**What is required:**
From the records below, transcribe only the lines running from the one with "does not have." through the one with "pub fn insufficient(reason: impl". Keep both of those end lines.

*** Information ***

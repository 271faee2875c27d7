//! Centralized error handling for datadeck.
//!
//! Errors are split by the blast radius they are allowed to have:
//!
//! - [`DerivationError`] fails a single view. The report pipeline records it and
//!   moves on to the next view.
//! - [`RenderError`] fails a single page (the chart backend could not encode an
//!   image, or a chart could not be read back from its table).
//! - [`AssemblyError`] fails the whole [`Document`](crate::document::Document).
//!   No partial document is ever returned as a success.
//!
//! [`DeckError`] wraps all of them together with the I/O and data-processing
//! failures raised at the ingestion and export boundaries, so callers can use
//! `?` throughout:
//!
//! ```no_run
//! use datadeck::error::{Result, ResultExt as _};
//!
//! fn read_recipe(path: &str) -> Result<String> {
//!     let content = std::fs::read_to_string(path).context("Failed to read report recipe")?;
//!     Ok(content)
//! }
//! ```

use crate::dataset::ColumnKind;
use std::fmt;

/// Main error type for datadeck operations.
#[derive(Debug)]
pub enum DeckError {
    /// I/O errors (file operations)
    Io(std::io::Error),

    /// Data processing errors (Polars, parsing, etc.)
    DataProcessing(String),

    /// The dataset violates its shape invariants
    InvalidDataset(String),

    /// A view could not be derived
    Derivation(DerivationError),

    /// A page could not be rendered
    Render(RenderError),

    /// The document could not be assembled
    Assembly(AssemblyError),

    /// Export of a table, image or document failed
    Export(String),

    /// Configuration errors
    Config(String),

    /// Generic error with context
    Other(String),
}

impl fmt::Display for DeckError {
    fn fmt(&self, f: &mut fmt::Formatter<'_>) -> fmt::Result {
        match self {
            Self::Io(e) => write!(f, "I/O error: {e}"),
            Self::DataProcessing(msg) => write!(f, "Data processing error: {msg}"),
            Self::InvalidDataset(msg) => write!(f, "Invalid dataset: {msg}"),
            Self::Derivation(e) => write!(f, "View derivation failed: {e}"),
            Self::Render(e) => write!(f, "Page rendering failed: {e}"),
            Self::Assembly(e) => write!(f, "Document assembly failed: {e}"),
            Self::Export(msg) => write!(f, "Export error: {msg}"),
            Self::Config(msg) => write!(f, "Configuration error: {msg}"),
            Self::Other(msg) => write!(f, "{msg}"),
        }
    }
}

impl std::error::Error for DeckError {
    fn source(&self) -> Option<&(dyn std::error::Error + 'static)> {
        match self {
            Self::Io(e) => Some(e),
            Self::Derivation(e) => Some(e),
            Self::Render(e) => Some(e),
            Self::Assembly(e) => Some(e),
            _ => None,
        }
    }
}

impl From<std::io::Error> for DeckError {
    fn from(err: std::io::Error) -> Self {
        Self::Io(err)
    }
}

impl From<anyhow::Error> for DeckError {
    fn from(err: anyhow::Error) -> Self {
        Self::Other(format!("{err:#}"))
    }
}

impl From<serde_json::Error> for DeckError {
    fn from(err: serde_json::Error) -> Self {
        Self::Config(format!("JSON error: {err}"))
    }
}

impl From<polars::error::PolarsError> for DeckError {
    fn from(err: polars::error::PolarsError) -> Self {
        Self::DataProcessing(err.to_string())
    }
}

impl From<rust_xlsxwriter::XlsxError> for DeckError {
    fn from(err: rust_xlsxwriter::XlsxError) -> Self {
        Self::Export(format!("XLSX error: {err}"))
    }
}

impl From<DerivationError> for DeckError {
    fn from(err: DerivationError) -> Self {
        Self::Derivation(err)
    }
}

impl From<RenderError> for DeckError {
    fn from(err: RenderError) -> Self {
        Self::Render(err)
    }
}

impl From<AssemblyError> for DeckError {
    fn from(err: AssemblyError) -> Self {
        Self::Assembly(err)
    }
}

/// Why a single view could not be derived.
#[derive(Clone, Debug, PartialEq, Eq)]
pub enum DerivationError {
    /// Too few columns or rows for the view kind. The view is skipped.
    InsufficientData { reason: String },

    /// The ordering key of a trend view mixes incomparable value types.
    UnsortableKey { column: String },

    /// The view references a column the dataset does not have.
    UnknownColumn(String),

    /// The referenced column has a kind the view cannot use.
    WrongColumnKind {
        column: String,
        expected: &'static str,
        found: ColumnKind,
    },
}

impl DerivationError {
    pub fn insufficient(reason: impl Into<String>) -> Self {
        Self::InsufficientData {
            reason: reason.into(),
        }
    }

    /// Stable snake_case tag, used in logs and failure listings.
    pub fn reason(&self) -> &'static str {
        match self {
            Self::InsufficientData { .. } => "insufficient_data",
            Self::UnsortableKey { .. } => "unsortable_key",
            Self::UnknownColumn(_) => "unknown_column",
            Self::WrongColumnKind { .. } => "wrong_column_kind",
        }
    }
}

impl fmt::Display for DerivationError {
    fn fmt(&self, f: &mut fmt::Formatter<'_>) -> fmt::Result {
        match self {
            Self::InsufficientData { reason } => write!(f, "Insufficient data: {reason}"),
            Self::UnsortableKey { column } => {
                write!(f, "Column '{column}' mixes incomparable values and cannot be sorted")
            }
            Self::UnknownColumn(column) => write!(f, "Column '{column}' does not exist"),
            Self::WrongColumnKind {
                column,
                expected,
                found,
            } => write!(f, "Column '{column}' must be {expected}, found {found}"),
        }
    }
}

impl std::error::Error for DerivationError {}

/// Why a single page could not be rendered.
#[derive(Clone, Debug, PartialEq, Eq)]
pub enum RenderError {
    /// The chart backend failed to produce an image.
    EncodingFailure(String),
}

impl fmt::Display for RenderError {
    fn fmt(&self, f: &mut fmt::Formatter<'_>) -> fmt::Result {
        match self {
            Self::EncodingFailure(msg) => write!(f, "Chart encoding failed: {msg}"),
        }
    }
}

impl std::error::Error for RenderError {}

/// Why a document could not be finalized.
#[derive(Clone, Debug, PartialEq, Eq)]
pub enum AssemblyError {
    /// No pages were supplied.
    Empty,

    /// A page has no title, image or table.
    BlankPage { index: usize },
}

impl fmt::Display for AssemblyError {
    fn fmt(&self, f: &mut fmt::Formatter<'_>) -> fmt::Result {
        match self {
            Self::Empty => write!(f, "a document needs at least one page"),
            Self::BlankPage { index } => {
                write!(f, "page {} has no title, image or table", index + 1)
            }
        }
    }
}

impl std::error::Error for AssemblyError {}

/// Result type alias for datadeck operations.
pub type Result<T> = std::result::Result<T, DeckError>;

/// Extension trait to add context to results.
pub trait ResultExt<T> {
    /// Add context to an error.
    fn context(self, msg: impl Into<String>) -> Result<T>;

    /// Add context using a closure (lazy evaluation).
    fn with_context<F>(self, f: F) -> Result<T>
    where
        F: FnOnce() -> String;
}

impl<T, E> ResultExt<T> for std::result::Result<T, E>
where
    E: Into<DeckError>,
{
    fn context(self, msg: impl Into<String>) -> Result<T> {
        self.map_err(|e| {
            let err: DeckError = e.into();
            DeckError::Other(format!("{}: {}", msg.into(), err))
        })
    }

    fn with_context<F>(self, f: F) -> Result<T>
    where
        F: FnOnce() -> String,
    {
        self.map_err(|e| {
            let err: DeckError = e.into();
            DeckError::Other(format!("{}: {}", f(), err))
        })
    }
}

#[cfg(test)]
mod tests {
    use super::*;

    #[test]
    fn test_error_display() {
        let err = DeckError::DataProcessing("column not found".to_owned());
        assert_eq!(err.to_string(), "Data processing error: column not found");
    }

    #[test]
    fn test_derivation_reason_tags() {
        let err = DerivationError::UnsortableKey {
            column: "when".to_owned(),
        };
        assert_eq!(err.reason(), "unsortable_key");
        assert_eq!(
            DerivationError::insufficient("insufficient columns").to_string(),
            "Insufficient data: insufficient columns"
        );
    }

    #[test]
    fn test_assembly_error_wraps() {
        let err: DeckError = AssemblyError::BlankPage { index: 2 }.into();
        assert_eq!(
            err.to_string(),
            "Document assembly failed: page 3 has no title, image or table"
        );
    }

    #[test]
    fn test_result_context() {
        let result: std::result::Result<(), std::io::Error> = Err(std::io::Error::new(
            std::io::ErrorKind::NotFound,
            "file.csv",
        ));

        let result: Result<()> = result.context("Failed to read file");
        assert!(result.is_err());
        assert!(
            result
                .unwrap_err()
                .to_string()
                .contains("Failed to read file")
        );
    }
}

*** End of Information ***

**Response for this exercise:**
    /// The view references a column the dataset does not have.
    UnknownColumn(String),

    /// The referenced column has a kind the view cannot use.
    WrongColumnKind {
        column: String,
        expected: &'static str,
        found: ColumnKind,
    },
}

impl DerivationError {
    pub fn insufficient(reason: impl Into<String>) -> Self {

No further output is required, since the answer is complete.